§ YOUR ASSIGNMENT:
The answer must consist of every line in the data below that holds the word "validate".

§ DATA SUPPLIED:

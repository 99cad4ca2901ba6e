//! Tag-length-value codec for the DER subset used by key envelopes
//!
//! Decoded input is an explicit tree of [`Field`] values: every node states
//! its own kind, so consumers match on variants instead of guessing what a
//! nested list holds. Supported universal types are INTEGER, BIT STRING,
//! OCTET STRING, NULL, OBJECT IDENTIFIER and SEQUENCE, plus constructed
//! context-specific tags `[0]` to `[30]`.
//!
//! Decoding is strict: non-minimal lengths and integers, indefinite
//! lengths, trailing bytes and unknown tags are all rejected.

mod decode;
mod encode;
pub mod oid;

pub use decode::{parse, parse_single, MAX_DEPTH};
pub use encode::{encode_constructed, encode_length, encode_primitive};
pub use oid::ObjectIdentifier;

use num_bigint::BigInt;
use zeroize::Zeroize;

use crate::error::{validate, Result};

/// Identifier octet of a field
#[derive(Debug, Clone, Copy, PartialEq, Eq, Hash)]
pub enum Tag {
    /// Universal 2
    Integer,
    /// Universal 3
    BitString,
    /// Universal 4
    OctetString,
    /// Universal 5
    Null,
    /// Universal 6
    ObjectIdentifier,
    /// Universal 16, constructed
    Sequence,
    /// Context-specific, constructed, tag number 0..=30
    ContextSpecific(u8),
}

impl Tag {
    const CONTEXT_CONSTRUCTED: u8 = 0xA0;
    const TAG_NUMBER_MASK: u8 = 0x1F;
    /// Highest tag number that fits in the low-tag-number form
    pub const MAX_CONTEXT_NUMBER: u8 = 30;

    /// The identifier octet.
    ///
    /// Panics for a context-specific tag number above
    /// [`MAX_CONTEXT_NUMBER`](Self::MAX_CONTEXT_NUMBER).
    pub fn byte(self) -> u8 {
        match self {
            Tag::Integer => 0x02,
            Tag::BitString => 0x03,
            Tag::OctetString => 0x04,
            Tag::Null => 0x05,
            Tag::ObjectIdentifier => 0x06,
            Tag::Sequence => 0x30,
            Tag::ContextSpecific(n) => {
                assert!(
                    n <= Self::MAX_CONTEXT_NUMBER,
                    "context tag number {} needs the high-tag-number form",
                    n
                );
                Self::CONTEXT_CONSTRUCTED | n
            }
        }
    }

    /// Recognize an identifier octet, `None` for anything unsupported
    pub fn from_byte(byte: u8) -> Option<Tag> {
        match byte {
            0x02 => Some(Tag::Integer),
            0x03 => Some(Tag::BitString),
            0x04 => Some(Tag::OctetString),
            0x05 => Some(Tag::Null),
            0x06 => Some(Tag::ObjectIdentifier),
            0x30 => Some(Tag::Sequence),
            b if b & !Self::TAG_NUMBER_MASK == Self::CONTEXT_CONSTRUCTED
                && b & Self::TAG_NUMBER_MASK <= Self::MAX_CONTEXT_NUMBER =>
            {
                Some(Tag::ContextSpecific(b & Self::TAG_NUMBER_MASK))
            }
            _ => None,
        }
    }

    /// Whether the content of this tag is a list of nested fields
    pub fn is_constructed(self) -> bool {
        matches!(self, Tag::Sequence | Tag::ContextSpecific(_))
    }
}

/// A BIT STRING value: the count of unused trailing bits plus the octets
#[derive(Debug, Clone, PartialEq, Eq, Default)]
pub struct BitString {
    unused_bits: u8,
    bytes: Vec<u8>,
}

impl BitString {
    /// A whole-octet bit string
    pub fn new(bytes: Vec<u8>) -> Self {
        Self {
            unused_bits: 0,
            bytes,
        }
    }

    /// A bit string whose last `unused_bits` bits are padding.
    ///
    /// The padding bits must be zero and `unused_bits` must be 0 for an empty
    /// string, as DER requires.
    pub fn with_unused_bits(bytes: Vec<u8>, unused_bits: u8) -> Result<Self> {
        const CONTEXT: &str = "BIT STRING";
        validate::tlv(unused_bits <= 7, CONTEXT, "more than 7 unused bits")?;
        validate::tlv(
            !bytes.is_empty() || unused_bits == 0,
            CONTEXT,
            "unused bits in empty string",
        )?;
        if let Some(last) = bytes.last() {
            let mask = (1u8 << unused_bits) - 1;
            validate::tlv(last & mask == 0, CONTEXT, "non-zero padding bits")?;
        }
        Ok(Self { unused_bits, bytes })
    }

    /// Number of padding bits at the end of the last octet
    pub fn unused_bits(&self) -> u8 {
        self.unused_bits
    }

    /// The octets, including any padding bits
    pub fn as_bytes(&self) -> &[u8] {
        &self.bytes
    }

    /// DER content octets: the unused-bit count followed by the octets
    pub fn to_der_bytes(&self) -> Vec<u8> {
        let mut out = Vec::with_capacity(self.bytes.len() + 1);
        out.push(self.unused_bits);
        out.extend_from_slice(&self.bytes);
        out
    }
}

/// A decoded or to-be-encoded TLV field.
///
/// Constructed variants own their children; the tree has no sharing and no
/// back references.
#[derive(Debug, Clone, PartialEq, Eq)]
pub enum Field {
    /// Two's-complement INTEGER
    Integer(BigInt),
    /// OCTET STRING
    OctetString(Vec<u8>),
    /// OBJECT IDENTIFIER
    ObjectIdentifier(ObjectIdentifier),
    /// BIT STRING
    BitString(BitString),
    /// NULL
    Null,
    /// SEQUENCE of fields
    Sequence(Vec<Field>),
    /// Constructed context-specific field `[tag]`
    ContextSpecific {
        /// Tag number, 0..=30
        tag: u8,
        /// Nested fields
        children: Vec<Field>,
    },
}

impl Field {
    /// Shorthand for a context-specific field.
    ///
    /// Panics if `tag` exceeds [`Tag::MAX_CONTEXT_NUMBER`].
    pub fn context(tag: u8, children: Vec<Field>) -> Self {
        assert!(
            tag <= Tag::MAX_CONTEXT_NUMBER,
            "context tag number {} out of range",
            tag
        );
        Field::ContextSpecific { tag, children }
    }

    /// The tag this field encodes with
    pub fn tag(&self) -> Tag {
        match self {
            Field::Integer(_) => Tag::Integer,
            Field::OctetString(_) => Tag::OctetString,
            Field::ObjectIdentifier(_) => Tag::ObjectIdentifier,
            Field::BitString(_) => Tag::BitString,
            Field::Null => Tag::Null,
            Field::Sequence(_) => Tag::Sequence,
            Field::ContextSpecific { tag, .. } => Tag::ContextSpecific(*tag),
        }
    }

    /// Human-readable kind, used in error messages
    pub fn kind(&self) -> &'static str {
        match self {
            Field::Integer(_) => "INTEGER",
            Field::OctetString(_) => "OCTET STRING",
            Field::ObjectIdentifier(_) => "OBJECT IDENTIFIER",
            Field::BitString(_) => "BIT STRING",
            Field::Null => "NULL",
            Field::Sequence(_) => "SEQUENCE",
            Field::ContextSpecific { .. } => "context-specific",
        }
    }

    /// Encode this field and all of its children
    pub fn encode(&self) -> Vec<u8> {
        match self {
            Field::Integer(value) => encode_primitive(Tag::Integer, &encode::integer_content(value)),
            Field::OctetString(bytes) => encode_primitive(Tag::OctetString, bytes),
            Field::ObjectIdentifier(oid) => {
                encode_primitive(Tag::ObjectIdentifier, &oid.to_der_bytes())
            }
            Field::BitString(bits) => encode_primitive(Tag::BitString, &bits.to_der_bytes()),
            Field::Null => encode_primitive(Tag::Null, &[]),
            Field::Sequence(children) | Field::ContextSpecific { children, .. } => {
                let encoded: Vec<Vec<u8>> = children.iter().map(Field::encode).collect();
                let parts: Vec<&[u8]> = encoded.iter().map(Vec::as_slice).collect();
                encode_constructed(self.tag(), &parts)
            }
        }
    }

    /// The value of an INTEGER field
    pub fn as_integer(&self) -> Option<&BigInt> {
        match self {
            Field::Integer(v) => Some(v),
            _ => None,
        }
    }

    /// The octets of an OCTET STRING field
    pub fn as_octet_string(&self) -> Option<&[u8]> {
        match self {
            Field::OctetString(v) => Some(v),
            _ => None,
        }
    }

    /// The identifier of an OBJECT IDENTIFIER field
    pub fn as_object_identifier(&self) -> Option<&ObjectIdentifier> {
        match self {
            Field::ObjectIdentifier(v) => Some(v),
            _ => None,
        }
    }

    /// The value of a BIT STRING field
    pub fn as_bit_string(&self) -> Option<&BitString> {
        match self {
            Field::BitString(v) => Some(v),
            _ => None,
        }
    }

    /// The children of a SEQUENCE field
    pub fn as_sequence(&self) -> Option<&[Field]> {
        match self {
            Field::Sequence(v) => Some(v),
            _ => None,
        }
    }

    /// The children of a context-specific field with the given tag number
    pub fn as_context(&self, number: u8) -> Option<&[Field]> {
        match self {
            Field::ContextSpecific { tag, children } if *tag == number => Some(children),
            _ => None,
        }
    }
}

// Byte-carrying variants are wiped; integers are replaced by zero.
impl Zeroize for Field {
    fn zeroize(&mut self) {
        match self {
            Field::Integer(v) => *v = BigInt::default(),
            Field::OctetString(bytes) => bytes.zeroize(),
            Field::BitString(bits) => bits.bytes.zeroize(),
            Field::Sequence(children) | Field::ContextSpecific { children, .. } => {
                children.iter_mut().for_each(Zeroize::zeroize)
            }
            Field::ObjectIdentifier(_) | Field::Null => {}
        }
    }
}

§ SOLUTION TO THE PROBLEM:
use crate::error::{validate, Result};
        validate::tlv(unused_bits <= 7, CONTEXT, "more than 7 unused bits")?;
        validate::tlv(
            validate::tlv(last & mask == 0, CONTEXT, "non-zero padding bits")?;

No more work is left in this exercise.